» WHAT THE TASK ASKS
For each line of the data that includes the word "true", copy the line.

» Stored data
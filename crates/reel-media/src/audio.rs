//! Background music mixing with optional ducking.

use std::path::{Path, PathBuf};
use tracing::info;

use reel_models::EncodingConfig;

use crate::command::{FfmpegCommand, FfmpegInput, FfmpegRunner};
use crate::error::MediaResult;
use crate::filters::{
    audio_format_chain, loudness_chain, FilterChain, FilterGraph, Pad, StreamKind,
    DUCKING_COMPRESSOR,
};

/// Length of the fade-out at the end of a music bed.
pub const MUSIC_FADE_OUT_SECS: f64 = 1.0;

/// Music bed settings taken from a job request.
#[derive(Debug, Clone, PartialEq)]
pub struct MusicSpec {
    /// Local music file
    pub path: PathBuf,
    /// Gain applied to the music, in dB
    pub gain_db: f64,
    /// Compress the music whenever program audio is present
    pub duck: bool,
    /// Replace program audio entirely
    pub music_only: bool,
}

impl MusicSpec {
    /// Music input looped and trimmed to `duration`.
    pub fn input(&self, duration: f64) -> FfmpegInput {
        FfmpegInput::file(&self.path).loop_forever().duration(duration)
    }
}

/// Build the audio graph mixing `program` with `music` into `output`.
///
/// Without program audio, or with `music_only`, the output is the
/// gain-adjusted music alone. Both paths end loudness-normalized.
pub fn music_mix_graph(
    program: Option<Pad>,
    music: Pad,
    spec: &MusicSpec,
    duration: f64,
    output: Pad,
) -> FilterGraph {
    let fade_len = MUSIC_FADE_OUT_SECS.min(duration.max(0.0));
    let bed_chain = audio_format_chain()
        .filter(format!("volume={:.2}dB", spec.gain_db))
        .filter(format!(
            "afade=t=out:st={:.3}:d={:.3}",
            (duration - fade_len).max(0.0),
            fade_len
        ));

    let program = match program {
        Some(pad) if !spec.music_only => pad,
        _ => {
            return FilterGraph::new().node([music], bed_chain.then(loudness_chain()), [output]);
        }
    };

    let bed = Pad::label("bed");
    let prog = Pad::label("prog");
    let graph = FilterGraph::new().node([music], bed_chain, [bed.clone()]);

    let (graph, bed) = if spec.duck {
        let key = Pad::label("key");
        let ducked = Pad::label("ducked");
        let graph = graph
            .node(
                [program],
                audio_format_chain().filter("asplit=2"),
                [prog.clone(), key.clone()],
            )
            .node(
                [bed, key],
                FilterChain::audio().filter(DUCKING_COMPRESSOR),
                [ducked.clone()],
            );
        (graph, ducked)
    } else {
        let graph = graph.node([program], audio_format_chain(), [prog.clone()]);
        (graph, bed)
    };

    graph.node(
        [prog, bed],
        FilterChain::audio()
            .filter("amix=inputs=2:duration=first:normalize=0:dropout_transition=0")
            .then(loudness_chain()),
        [output],
    )
}

/// Overlay a music bed on an already-assembled video, copying the video
/// stream untouched.
pub async fn mix_music(
    runner: &FfmpegRunner,
    encoding: &EncodingConfig,
    video: &Path,
    music: &MusicSpec,
    duration: f64,
    output: &Path,
) -> MediaResult<()> {
    info!(
        video = %video.display(),
        music = %music.path.display(),
        duck = music.duck,
        music_only = music.music_only,
        "Mixing music"
    );

    let out = Pad::label("aout");
    let graph = music_mix_graph(
        Some(Pad::input(0, StreamKind::Audio)),
        Pad::input(1, StreamKind::Audio),
        music,
        duration,
        out.clone(),
    );

    let cmd = FfmpegCommand::new(video, output)
        .add_input(music.input(duration))
        .filter_complex(graph.to_string())
        .map("0:v:0")
        .map(out.map_arg())
        .video_codec("copy")
        .output_args(encoding.audio_args())
        .duration(duration)
        .faststart();

    runner.run(&cmd).await?;
    Ok(())
}

#[cfg(test)]
mod tests {
    use super::*;

    fn spec(duck: bool, music_only: bool) -> MusicSpec {
        MusicSpec {
            path: PathBuf::from("song.mp3"),
            gain_db: -8.0,
            duck,
            music_only,
        }
    }

    fn graph(spec: &MusicSpec, program: bool) -> String {
        music_mix_graph(
            program.then(|| Pad::input(0, StreamKind::Audio)),
            Pad::input(1, StreamKind::Audio),
            spec,
            6.0,
            Pad::label("aout"),
        )
        .to_string()
    }

    #[test]
    fn test_ducked_mix() {
        let g = graph(&spec(true, false), true);
        assert!(g.contains("volume=-8.00dB"));
        assert!(g.contains("afade=t=out:st=5.000:d=1.000"));
        assert!(g.contains("asplit=2[prog][key]"));
        assert!(g.contains(&format!("[bed][key]{}[ducked]", DUCKING_COMPRESSOR)));
        assert!(DUCKING_COMPRESSOR.contains("threshold=0.02:ratio=6:attack=5:release=300"));
        assert!(g.contains("[prog][ducked]amix=inputs=2"));
        assert!(g.ends_with("loudnorm=I=-14:TP=-1.5:LRA=11,aresample=48000[aout]"));
    }

    #[test]
    fn test_plain_mix_without_ducking() {
        let g = graph(&spec(false, false), true);
        assert!(!g.contains("sidechaincompress"));
        assert!(!g.contains("asplit"));
        assert!(g.contains(
            "[prog][bed]amix=inputs=2:duration=first:normalize=0:dropout_transition=0"
        ));
    }

    #[test]
    fn test_music_only_drops_program() {
        let g = graph(&spec(true, true), true);
        assert!(g.starts_with("[1:a]"));
        assert!(!g.contains("[0:a]"));
        assert!(!g.contains("amix"));
        assert!(g.ends_with("[aout]"));
    }

    #[test]
    fn test_missing_program_audio_uses_music() {
        let g = graph(&spec(true, false), false);
        assert!(!g.contains("[0:a]"));
        assert!(g.contains("loudnorm"));
    }

    #[test]
    fn test_short_clip_fade() {
        let g = music_mix_graph(
            None,
            Pad::input(1, StreamKind::Audio),
            &spec(false, true),
            0.5,
            Pad::label("a"),
        )
        .to_string();
        assert!(g.contains("afade=t=out:st=0.000:d=0.500"));
    }

    #[test]
    fn test_music_input_loops() {
        let cmd = FfmpegCommand::new("v.mp4", "o.mp4").add_input(spec(true, false).input(6.0));
        let args = cmd.build_args().join(" ");
        assert!(args.contains("-stream_loop -1 -t 6.000 -i song.mp3"));
    }
}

» REPLY
        let g = graph(&spec(true, false), true);
        let g = graph(&spec(false, false), true);
        let g = graph(&spec(true, true), true);
        let g = graph(&spec(true, false), false);
            &spec(false, true),
        let cmd = FfmpegCommand::new("v.mp4", "o.mp4").add_input(spec(true, false).input(6.0));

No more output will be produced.